[Collected data entries]
---
use std::borrow::Cow;
use std::path::{Path, PathBuf};

use async_trait::async_trait;
use chrono::{DateTime, Utc};
use reqwest::header::LAST_MODIFIED;
use reqwest::Client;
use tracing::debug;

use crate::error::FetchError;

/// Raw body of a CSV resource plus what the transport knows about it.
#[derive(Debug, Clone, PartialEq)]
pub struct Fetched {
    pub body: String,
    pub last_modified: Option<DateTime<Utc>>,
    /// Recoverable oddities found while reading, such as undecodable bytes.
    pub warnings: Vec<String>,
}

impl Fetched {
    pub fn new(body: impl Into<String>) -> Self {
        Self {
            body: body.into(),
            last_modified: None,
            warnings: Vec::new(),
        }
    }
}

#[async_trait]
pub trait Fetch: Send + Sync {
    async fn fetch(&self, location: &str) -> Result<Fetched, FetchError>;
}

#[derive(Debug, Clone, Default)]
pub struct HttpFetcher {
    client: Client,
}

impl HttpFetcher {
    pub fn new(client: Client) -> Self {
        Self { client }
    }
}

#[async_trait]
impl Fetch for HttpFetcher {
    async fn fetch(&self, location: &str) -> Result<Fetched, FetchError> {
        debug!(url = location, "GET");
        let response = self.client.get(location).send().await?;
        let status = response.status();
        if !status.is_success() {
            return Err(FetchError::Status {
                status: status.as_u16(),
                reason: status.canonical_reason().unwrap_or_default().to_string(),
            });
        }

        let last_modified = response
            .headers()
            .get(LAST_MODIFIED)
            .and_then(|v| v.to_str().ok())
            .and_then(|s| DateTime::parse_from_rfc2822(s).ok())
            .map(|d| d.with_timezone(&Utc));
        let body = response.text().await?;
        Ok(Fetched {
            body,
            last_modified,
            warnings: Vec::new(),
        })
    }
}

/// Reads survey files from disk. Rooted paths such as `/data/x.csv` are
/// looked up under `root` first, the way a static asset server would.
#[derive(Debug, Clone)]
pub struct FileFetcher {
    root: PathBuf,
}

impl FileFetcher {
    pub fn new(root: impl Into<PathBuf>) -> Self {
        Self { root: root.into() }
    }

    async fn resolve(&self, location: &str) -> PathBuf {
        let under_root = self.root.join(location.trim_start_matches('/'));
        if Path::new(location).is_absolute() && tokio::fs::metadata(&under_root).await.is_err() {
            return PathBuf::from(location);
        }
        under_root
    }
}

#[async_trait]
impl Fetch for FileFetcher {
    async fn fetch(&self, location: &str) -> Result<Fetched, FetchError> {
        let path = self.resolve(location).await;
        debug!(path = %path.display(), "read");
        let bytes = tokio::fs::read(&path).await?;
        let mut warnings = Vec::new();
        let body = match String::from_utf8_lossy(&bytes) {
            Cow::Borrowed(text) => text.to_string(),
            Cow::Owned(text) => {
                warnings.push(format!(
                    "{location}: file is not valid UTF-8, undecodable bytes were replaced"
                ));
                text
            }
        };
        let last_modified = tokio::fs::metadata(&path)
            .await
            .and_then(|m| m.modified())
            .ok()
            .map(DateTime::<Utc>::from);
        Ok(Fetched {
            body,
            last_modified,
            warnings,
        })
    }
}

/// Sends `http(s)://` locations over the network and everything else to disk.
#[derive(Debug, Clone)]
pub struct SourceFetcher {
    http: HttpFetcher,
    files: FileFetcher,
}

impl SourceFetcher {
    pub fn new(data_root: impl Into<PathBuf>) -> Self {
        Self {
            http: HttpFetcher::default(),
            files: FileFetcher::new(data_root),
        }
    }
}

#[async_trait]
impl Fetch for SourceFetcher {
    async fn fetch(&self, location: &str) -> Result<Fetched, FetchError> {
        if location.starts_with("http://") || location.starts_with("https://") {
            self.http.fetch(location).await
        } else {
            self.files.fetch(location).await
        }
    }
}


#[cfg(test)]
mod tests {
    use super::*;

    #[tokio::test]
    async fn rooted_paths_resolve_under_data_root() {
        let dir = tempfile::tempdir().unwrap();
        std::fs::create_dir(dir.path().join("data")).unwrap();
        std::fs::write(dir.path().join("data").join("survey.csv"), "a,b\n1,2\n").unwrap();

        let fetcher = SourceFetcher::new(dir.path());
        let fetched = fetcher.fetch("/data/survey.csv").await.unwrap();
        assert_eq!(fetched.body, "a,b\n1,2\n");
        assert!(fetched.last_modified.is_some());
    }

    #[tokio::test]
    async fn absolute_paths_outside_root_are_read_directly() {
        let root = tempfile::tempdir().unwrap();
        let elsewhere = tempfile::tempdir().unwrap();
        let file = elsewhere.path().join("survey.csv");
        std::fs::write(&file, "x\n1\n").unwrap();

        let fetcher = FileFetcher::new(root.path());
        let fetched = fetcher.fetch(file.to_str().unwrap()).await.unwrap();
        assert_eq!(fetched.body, "x\n1\n");
    }

    #[tokio::test]
    async fn non_utf8_bytes_are_replaced_with_a_warning() {
        let root = tempfile::tempdir().unwrap();
        std::fs::write(root.path().join("survey.csv"), b"location\nVile Parle Caf\xe9\n").unwrap();

        let fetcher = FileFetcher::new(root.path());
        let fetched = fetcher.fetch("/survey.csv").await.unwrap();
        assert_eq!(fetched.body, "location\nVile Parle Caf\u{FFFD}\n");
        assert_eq!(fetched.warnings.len(), 1);
        assert!(fetched.warnings[0].contains("not valid UTF-8"));
    }

    #[tokio::test]
    async fn missing_file_is_an_io_error() {
        let root = tempfile::tempdir().unwrap();
        let fetcher = FileFetcher::new(root.path());
        let err = fetcher.fetch("/data/missing.csv").await.unwrap_err();
        assert!(matches!(err, FetchError::Io(_)));
    }
}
---
WHAT THE TASK ASKS:
Reproduce the data, keeping every line exactly the same.

OUTPUT BELOW:
use std::borrow::Cow;
use std::path::{Path, PathBuf};

use async_trait::async_trait;
use chrono::{DateTime, Utc};
use reqwest::header::LAST_MODIFIED;
use reqwest::Client;
use tracing::debug;

use crate::error::FetchError;

/// Raw body of a CSV resource plus what the transport knows about it.
#[derive(Debug, Clone, PartialEq)]
pub struct Fetched {
    pub body: String,
    pub last_modified: Option<DateTime<Utc>>,
    /// Recoverable oddities found while reading, such as undecodable bytes.
    pub warnings: Vec<String>,
}

impl Fetched {
    pub fn new(body: impl Into<String>) -> Self {
        Self {
            body: body.into(),
            last_modified: None,
            warnings: Vec::new(),
        }
    }
}

#[async_trait]
pub trait Fetch: Send + Sync {
    async fn fetch(&self, location: &str) -> Result<Fetched, FetchError>;
}

#[derive(Debug, Clone, Default)]
pub struct HttpFetcher {
    client: Client,
}

impl HttpFetcher {
    pub fn new(client: Client) -> Self {
        Self { client }
    }
}

#[async_trait]
impl Fetch for HttpFetcher {
    async fn fetch(&self, location: &str) -> Result<Fetched, FetchError> {
        debug!(url = location, "GET");
        let response = self.client.get(location).send().await?;
        let status = response.status();
        if !status.is_success() {
            return Err(FetchError::Status {
                status: status.as_u16(),
                reason: status.canonical_reason().unwrap_or_default().to_string(),
            });
        }

        let last_modified = response
            .headers()
            .get(LAST_MODIFIED)
            .and_then(|v| v.to_str().ok())
            .and_then(|s| DateTime::parse_from_rfc2822(s).ok())
            .map(|d| d.with_timezone(&Utc));
        let body = response.text().await?;
        Ok(Fetched {
            body,
            last_modified,
            warnings: Vec::new(),
        })
    }
}

/// Reads survey files from disk. Rooted paths such as `/data/x.csv` are
/// looked up under `root` first, the way a static asset server would.
#[derive(Debug, Clone)]
pub struct FileFetcher {
    root: PathBuf,
}

impl FileFetcher {
    pub fn new(root: impl Into<PathBuf>) -> Self {
        Self { root: root.into() }
    }

    async fn resolve(&self, location: &str) -> PathBuf {
        let under_root = self.root.join(location.trim_start_matches('/'));
        if Path::new(location).is_absolute() && tokio::fs::metadata(&under_root).await.is_err() {
            return PathBuf::from(location);
        }
        under_root
    }
}

#[async_trait]
impl Fetch for FileFetcher {
    async fn fetch(&self, location: &str) -> Result<Fetched, FetchError> {
        let path = self.resolve(location).await;
        debug!(path = %path.display(), "read");
        let bytes = tokio::fs::read(&path).await?;
        let mut warnings = Vec::new();
        let body = match String::from_utf8_lossy(&bytes) {
            Cow::Borrowed(text) => text.to_string(),
            Cow::Owned(text) => {
                warnings.push(format!(
                    "{location}: file is not valid UTF-8, undecodable bytes were replaced"
                ));
                text
            }
        };
        let last_modified = tokio::fs::metadata(&path)
            .await
            .and_then(|m| m.modified())
            .ok()
            .map(DateTime::<Utc>::from);
        Ok(Fetched {
            body,
            last_modified,
            warnings,
        })
    }
}

/// Sends `http(s)://` locations over the network and everything else to disk.
#[derive(Debug, Clone)]
pub struct SourceFetcher {
    http: HttpFetcher,
    files: FileFetcher,
}

impl SourceFetcher {
    pub fn new(data_root: impl Into<PathBuf>) -> Self {
        Self {
            http: HttpFetcher::default(),
            files: FileFetcher::new(data_root),
        }
    }
}

#[async_trait]
impl Fetch for SourceFetcher {
    async fn fetch(&self, location: &str) -> Result<Fetched, FetchError> {
        if location.starts_with("http://") || location.starts_with("https://") {
            self.http.fetch(location).await
        } else {
            self.files.fetch(location).await
        }
    }
}


#[cfg(test)]
mod tests {
    use super::*;

    #[tokio::test]
    async fn rooted_paths_resolve_under_data_root() {
        let dir = tempfile::tempdir().unwrap();
        std::fs::create_dir(dir.path().join("data")).unwrap();
        std::fs::write(dir.path().join("data").join("survey.csv"), "a,b\n1,2\n").unwrap();

        let fetcher = SourceFetcher::new(dir.path());
        let fetched = fetcher.fetch("/data/survey.csv").await.unwrap();
        assert_eq!(fetched.body, "a,b\n1,2\n");
        assert!(fetched.last_modified.is_some());
    }

    #[tokio::test]
    async fn absolute_paths_outside_root_are_read_directly() {
        let root = tempfile::tempdir().unwrap();
        let elsewhere = tempfile::tempdir().unwrap();
        let file = elsewhere.path().join("survey.csv");
        std::fs::write(&file, "x\n1\n").unwrap();

        let fetcher = FileFetcher::new(root.path());
        let fetched = fetcher.fetch(file.to_str().unwrap()).await.unwrap();
        assert_eq!(fetched.body, "x\n1\n");
    }

    #[tokio::test]
    async fn non_utf8_bytes_are_replaced_with_a_warning() {
        let root = tempfile::tempdir().unwrap();
        std::fs::write(root.path().join("survey.csv"), b"location\nVile Parle Caf\xe9\n").unwrap();

        let fetcher = FileFetcher::new(root.path());
        let fetched = fetcher.fetch("/survey.csv").await.unwrap();
        assert_eq!(fetched.body, "location\nVile Parle Caf\u{FFFD}\n");
        assert_eq!(fetched.warnings.len(), 1);
        assert!(fetched.warnings[0].contains("not valid UTF-8"));
    }

    #[tokio::test]
    async fn missing_file_is_an_io_error() {
        let root = tempfile::tempdir().unwrap();
        let fetcher = FileFetcher::new(root.path());
        let err = fetcher.fetch("/data/missing.csv").await.unwrap_err();
        assert!(matches!(err, FetchError::Io(_)));
    }
}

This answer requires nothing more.